Task goal
Each entry below is to be duplicated precisely.

Dataset entries
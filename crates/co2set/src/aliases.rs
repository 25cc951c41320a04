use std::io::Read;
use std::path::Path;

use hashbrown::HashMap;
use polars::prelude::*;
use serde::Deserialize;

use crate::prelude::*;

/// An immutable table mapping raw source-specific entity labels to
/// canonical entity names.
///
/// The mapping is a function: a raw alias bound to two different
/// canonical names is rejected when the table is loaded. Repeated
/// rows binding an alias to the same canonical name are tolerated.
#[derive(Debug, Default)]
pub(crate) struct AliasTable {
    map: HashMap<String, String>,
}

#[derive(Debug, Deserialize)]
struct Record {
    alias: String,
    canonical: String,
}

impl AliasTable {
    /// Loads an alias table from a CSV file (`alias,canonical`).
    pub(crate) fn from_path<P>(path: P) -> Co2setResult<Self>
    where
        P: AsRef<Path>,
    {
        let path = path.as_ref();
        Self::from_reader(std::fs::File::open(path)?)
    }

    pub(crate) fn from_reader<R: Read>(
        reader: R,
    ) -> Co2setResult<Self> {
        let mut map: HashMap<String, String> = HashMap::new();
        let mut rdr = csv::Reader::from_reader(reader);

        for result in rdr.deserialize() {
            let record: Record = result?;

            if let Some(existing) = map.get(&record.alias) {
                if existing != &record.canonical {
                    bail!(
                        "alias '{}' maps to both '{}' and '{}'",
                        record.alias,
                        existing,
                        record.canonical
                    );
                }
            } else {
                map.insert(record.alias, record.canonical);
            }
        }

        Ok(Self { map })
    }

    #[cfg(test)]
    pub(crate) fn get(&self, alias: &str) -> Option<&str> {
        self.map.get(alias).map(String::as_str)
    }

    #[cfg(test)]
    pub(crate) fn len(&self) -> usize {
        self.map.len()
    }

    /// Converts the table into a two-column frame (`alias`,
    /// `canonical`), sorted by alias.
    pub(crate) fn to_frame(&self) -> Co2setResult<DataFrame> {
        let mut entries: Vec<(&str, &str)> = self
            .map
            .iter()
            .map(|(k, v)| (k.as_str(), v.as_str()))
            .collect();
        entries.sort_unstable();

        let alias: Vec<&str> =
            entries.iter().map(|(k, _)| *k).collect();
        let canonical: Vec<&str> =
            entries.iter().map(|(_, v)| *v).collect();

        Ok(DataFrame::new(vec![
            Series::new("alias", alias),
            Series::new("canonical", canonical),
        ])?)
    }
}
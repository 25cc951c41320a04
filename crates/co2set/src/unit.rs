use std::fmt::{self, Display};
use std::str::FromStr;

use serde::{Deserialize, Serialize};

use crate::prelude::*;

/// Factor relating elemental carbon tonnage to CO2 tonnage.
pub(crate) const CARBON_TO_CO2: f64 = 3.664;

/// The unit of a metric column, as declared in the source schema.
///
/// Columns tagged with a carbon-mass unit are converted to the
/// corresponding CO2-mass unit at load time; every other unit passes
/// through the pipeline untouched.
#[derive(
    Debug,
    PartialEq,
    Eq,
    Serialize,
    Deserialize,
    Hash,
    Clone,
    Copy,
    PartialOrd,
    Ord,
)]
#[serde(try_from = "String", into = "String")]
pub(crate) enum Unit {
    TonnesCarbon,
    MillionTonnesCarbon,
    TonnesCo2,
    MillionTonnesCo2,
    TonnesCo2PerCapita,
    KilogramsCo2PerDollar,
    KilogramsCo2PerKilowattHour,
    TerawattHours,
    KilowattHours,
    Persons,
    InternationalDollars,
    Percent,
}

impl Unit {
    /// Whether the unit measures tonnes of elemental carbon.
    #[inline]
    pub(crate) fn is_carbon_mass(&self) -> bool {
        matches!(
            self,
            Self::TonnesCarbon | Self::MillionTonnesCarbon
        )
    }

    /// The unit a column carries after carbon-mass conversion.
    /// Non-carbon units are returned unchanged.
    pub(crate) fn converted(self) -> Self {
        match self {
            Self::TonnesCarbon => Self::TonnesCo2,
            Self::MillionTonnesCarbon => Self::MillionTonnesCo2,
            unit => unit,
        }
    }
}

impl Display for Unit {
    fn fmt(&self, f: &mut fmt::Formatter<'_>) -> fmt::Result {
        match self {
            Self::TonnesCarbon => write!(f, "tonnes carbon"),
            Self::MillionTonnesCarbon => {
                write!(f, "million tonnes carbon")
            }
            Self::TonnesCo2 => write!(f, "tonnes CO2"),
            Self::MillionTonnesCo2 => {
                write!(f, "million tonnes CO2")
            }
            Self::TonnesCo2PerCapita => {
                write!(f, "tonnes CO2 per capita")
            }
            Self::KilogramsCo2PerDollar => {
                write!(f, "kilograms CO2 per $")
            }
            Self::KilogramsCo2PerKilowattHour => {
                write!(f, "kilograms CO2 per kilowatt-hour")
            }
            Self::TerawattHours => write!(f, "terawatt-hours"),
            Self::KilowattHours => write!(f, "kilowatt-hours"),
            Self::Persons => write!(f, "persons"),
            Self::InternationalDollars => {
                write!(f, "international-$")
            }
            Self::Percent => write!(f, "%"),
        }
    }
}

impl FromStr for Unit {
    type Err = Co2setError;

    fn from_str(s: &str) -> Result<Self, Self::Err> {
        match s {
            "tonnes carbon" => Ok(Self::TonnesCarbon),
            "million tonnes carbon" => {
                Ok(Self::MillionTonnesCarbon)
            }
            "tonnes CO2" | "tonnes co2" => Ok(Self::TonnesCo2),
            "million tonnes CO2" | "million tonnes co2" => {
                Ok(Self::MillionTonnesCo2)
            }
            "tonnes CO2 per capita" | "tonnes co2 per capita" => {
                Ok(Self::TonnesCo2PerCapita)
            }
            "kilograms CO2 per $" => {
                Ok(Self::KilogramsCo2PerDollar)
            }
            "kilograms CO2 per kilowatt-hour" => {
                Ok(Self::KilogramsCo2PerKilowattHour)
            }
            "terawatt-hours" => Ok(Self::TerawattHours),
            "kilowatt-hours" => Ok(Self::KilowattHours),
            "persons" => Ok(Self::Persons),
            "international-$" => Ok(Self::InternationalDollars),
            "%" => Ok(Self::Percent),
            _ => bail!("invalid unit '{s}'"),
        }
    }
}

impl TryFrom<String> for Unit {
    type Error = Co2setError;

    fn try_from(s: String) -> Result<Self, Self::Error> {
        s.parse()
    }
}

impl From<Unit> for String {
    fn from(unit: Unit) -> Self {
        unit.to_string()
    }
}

Answer below
filename crates/co2set/src/aliases.rs
repository 25cc951c41320a04
use std::io::Read;
use std::path::Path;

use hashbrown::HashMap;
use polars::prelude::*;
use serde::Deserialize;

use crate::prelude::*;

/// An immutable table mapping raw source-specific entity labels to
/// canonical entity names.
///
/// The mapping is a function: a raw alias bound to two different
/// canonical names is rejected when the table is loaded. Repeated
/// rows binding an alias to the same canonical name are tolerated.
#[derive(Debug, Default)]
pub(crate) struct AliasTable {
    map: HashMap<String, String>,
}

#[derive(Debug, Deserialize)]
struct Record {
    alias: String,
    canonical: String,
}

impl AliasTable {
    /// Loads an alias table from a CSV file (`alias,canonical`).
    pub(crate) fn from_path<P>(path: P) -> Co2setResult<Self>
    where
        P: AsRef<Path>,
    {
        let path = path.as_ref();
        Self::from_reader(std::fs::File::open(path)?)
    }

    pub(crate) fn from_reader<R: Read>(
        reader: R,
    ) -> Co2setResult<Self> {
        let mut map: HashMap<String, String> = HashMap::new();
        let mut rdr = csv::Reader::from_reader(reader);

        for result in rdr.deserialize() {
            let record: Record = result?;

            if let Some(existing) = map.get(&record.alias) {
                if existing != &record.canonical {
                    bail!(
                        "alias '{}' maps to both '{}' and '{}'",
                        record.alias,
                        existing,
                        record.canonical
                    );
                }
            } else {
                map.insert(record.alias, record.canonical);
            }
        }

        Ok(Self { map })
    }

    #[cfg(test)]
    pub(crate) fn get(&self, alias: &str) -> Option<&str> {
        self.map.get(alias).map(String::as_str)
    }

    #[cfg(test)]
    pub(crate) fn len(&self) -> usize {
        self.map.len()
    }

    /// Converts the table into a two-column frame (`alias`,
    /// `canonical`), sorted by alias.
    pub(crate) fn to_frame(&self) -> Co2setResult<DataFrame> {
        let mut entries: Vec<(&str, &str)> = self
            .map
            .iter()
            .map(|(k, v)| (k.as_str(), v.as_str()))
            .collect();
        entries.sort_unstable();

        let alias: Vec<&str> =
            entries.iter().map(|(k, _)| *k).collect();
        let canonical: Vec<&str> =
            entries.iter().map(|(_, v)| *v).collect();

        Ok(DataFrame::new(vec![
            Series::new("alias", alias),
            Series::new("canonical", canonical),
        ])?)
    }
}
repository 25cc951c41320a04
filename crates/co2set/src/unit.rs
use std::fmt::{self, Display};
use std::str::FromStr;

use serde::{Deserialize, Serialize};

use crate::prelude::*;

/// Factor relating elemental carbon tonnage to CO2 tonnage.
pub(crate) const CARBON_TO_CO2: f64 = 3.664;

/// The unit of a metric column, as declared in the source schema.
///
/// Columns tagged with a carbon-mass unit are converted to the
/// corresponding CO2-mass unit at load time; every other unit passes
/// through the pipeline untouched.
#[derive(
    Debug,
    PartialEq,
    Eq,
    Serialize,
    Deserialize,
    Hash,
    Clone,
    Copy,
    PartialOrd,
    Ord,
)]
#[serde(try_from = "String", into = "String")]
pub(crate) enum Unit {
    TonnesCarbon,
    MillionTonnesCarbon,
    TonnesCo2,
    MillionTonnesCo2,
    TonnesCo2PerCapita,
    KilogramsCo2PerDollar,
    KilogramsCo2PerKilowattHour,
    TerawattHours,
    KilowattHours,
    Persons,
    InternationalDollars,
    Percent,
}

impl Unit {
    /// Whether the unit measures tonnes of elemental carbon.
    #[inline]
    pub(crate) fn is_carbon_mass(&self) -> bool {
        matches!(
            self,
            Self::TonnesCarbon | Self::MillionTonnesCarbon
        )
    }

    /// The unit a column carries after carbon-mass conversion.
    /// Non-carbon units are returned unchanged.
    pub(crate) fn converted(self) -> Self {
        match self {
            Self::TonnesCarbon => Self::TonnesCo2,
            Self::MillionTonnesCarbon => Self::MillionTonnesCo2,
            unit => unit,
        }
    }
}

impl Display for Unit {
    fn fmt(&self, f: &mut fmt::Formatter<'_>) -> fmt::Result {
        match self {
            Self::TonnesCarbon => write!(f, "tonnes carbon"),
            Self::MillionTonnesCarbon => {
                write!(f, "million tonnes carbon")
            }
            Self::TonnesCo2 => write!(f, "tonnes CO2"),
            Self::MillionTonnesCo2 => {
                write!(f, "million tonnes CO2")
            }
            Self::TonnesCo2PerCapita => {
                write!(f, "tonnes CO2 per capita")
            }
            Self::KilogramsCo2PerDollar => {
                write!(f, "kilograms CO2 per $")
            }
            Self::KilogramsCo2PerKilowattHour => {
                write!(f, "kilograms CO2 per kilowatt-hour")
            }
            Self::TerawattHours => write!(f, "terawatt-hours"),
            Self::KilowattHours => write!(f, "kilowatt-hours"),
            Self::Persons => write!(f, "persons"),
            Self::InternationalDollars => {
                write!(f, "international-$")
            }
            Self::Percent => write!(f, "%"),
        }
    }
}

impl FromStr for Unit {
    type Err = Co2setError;

    fn from_str(s: &str) -> Result<Self, Self::Err> {
        match s {
            "tonnes carbon" => Ok(Self::TonnesCarbon),
            "million tonnes carbon" => {
                Ok(Self::MillionTonnesCarbon)
            }
            "tonnes CO2" | "tonnes co2" => Ok(Self::TonnesCo2),
            "million tonnes CO2" | "million tonnes co2" => {
                Ok(Self::MillionTonnesCo2)
            }
            "tonnes CO2 per capita" | "tonnes co2 per capita" => {
                Ok(Self::TonnesCo2PerCapita)
            }
            "kilograms CO2 per $" => {
                Ok(Self::KilogramsCo2PerDollar)
            }
            "kilograms CO2 per kilowatt-hour" => {
                Ok(Self::KilogramsCo2PerKilowattHour)
            }
            "terawatt-hours" => Ok(Self::TerawattHours),
            "kilowatt-hours" => Ok(Self::KilowattHours),
            "persons" => Ok(Self::Persons),
            "international-$" => Ok(Self::InternationalDollars),
            "%" => Ok(Self::Percent),
            _ => bail!("invalid unit '{s}'"),
        }
    }
}

impl TryFrom<String> for Unit {
    type Error = Co2setError;

    fn try_from(s: String) -> Result<Self, Self::Error> {
        s.parse()
    }
}

impl From<Unit> for String {
    fn from(unit: Unit) -> Self {
        unit.to_string()
    }
}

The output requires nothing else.